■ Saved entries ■
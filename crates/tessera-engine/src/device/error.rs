use std::fmt;

use crate::render::DrawCall;

/// High-level response after a surface error.
#[derive(Debug, Copy, Clone, Eq, PartialEq)]
pub enum SurfaceErrorAction {
    /// Surface was reconfigured; rendering may resume next frame.
    Reconfigured,
    /// Transient error; skip the current frame.
    SkipFrame,
    /// Fatal error (commonly OOM); terminate gracefully.
    Fatal,
}

impl SurfaceErrorAction {
    /// Classifies a `wgpu::SurfaceError`.
    pub fn classify(err: &wgpu::SurfaceError) -> Self {
        match err {
            wgpu::SurfaceError::Lost | wgpu::SurfaceError::Outdated => Self::Reconfigured,
            wgpu::SurfaceError::OutOfMemory => Self::Fatal,
            wgpu::SurfaceError::Timeout | wgpu::SurfaceError::Other => Self::SkipFrame,
        }
    }
}

/// Frame-level failure that must end the run.
#[derive(Debug, Clone, Eq, PartialEq)]
pub enum FrameError {
    /// The surface could not provide a texture and cannot recover.
    SurfaceFatal(String),
    /// The pass plan asks for a different draw than the bound mesh provides.
    PlanMismatch { planned: DrawCall, mesh: DrawCall },
}

impl fmt::Display for FrameError {
    fn fmt(&self, f: &mut fmt::Formatter<'_>) -> fmt::Result {
        match self {
            FrameError::SurfaceFatal(msg) => write!(f, "fatal surface error: {msg}"),
            FrameError::PlanMismatch { planned, mesh } => {
                write!(f, "pass plan draws {planned:?} but the mesh provides {mesh:?}")
            }
        }
    }
}

impl std::error::Error for FrameError {}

■ Exercise directions ■
Copy each line of the data exactly, leaving nothing out.

■ Exercise answer ■
filename crates/tessera-engine/src/device/error.rs
use std::fmt;

use crate::render::DrawCall;

/// High-level response after a surface error.
#[derive(Debug, Copy, Clone, Eq, PartialEq)]
pub enum SurfaceErrorAction {
    /// Surface was reconfigured; rendering may resume next frame.
    Reconfigured,
    /// Transient error; skip the current frame.
    SkipFrame,
    /// Fatal error (commonly OOM); terminate gracefully.
    Fatal,
}

impl SurfaceErrorAction {
    /// Classifies a `wgpu::SurfaceError`.
    pub fn classify(err: &wgpu::SurfaceError) -> Self {
        match err {
            wgpu::SurfaceError::Lost | wgpu::SurfaceError::Outdated => Self::Reconfigured,
            wgpu::SurfaceError::OutOfMemory => Self::Fatal,
            wgpu::SurfaceError::Timeout | wgpu::SurfaceError::Other => Self::SkipFrame,
        }
    }
}

/// Frame-level failure that must end the run.
#[derive(Debug, Clone, Eq, PartialEq)]
pub enum FrameError {
    /// The surface could not provide a texture and cannot recover.
    SurfaceFatal(String),
    /// The pass plan asks for a different draw than the bound mesh provides.
    PlanMismatch { planned: DrawCall, mesh: DrawCall },
}

impl fmt::Display for FrameError {
    fn fmt(&self, f: &mut fmt::Formatter<'_>) -> fmt::Result {
        match self {
            FrameError::SurfaceFatal(msg) => write!(f, "fatal surface error: {msg}"),
            FrameError::PlanMismatch { planned, mesh } => {
                write!(f, "pass plan draws {planned:?} but the mesh provides {mesh:?}")
            }
        }
    }
}

impl std::error::Error for FrameError {}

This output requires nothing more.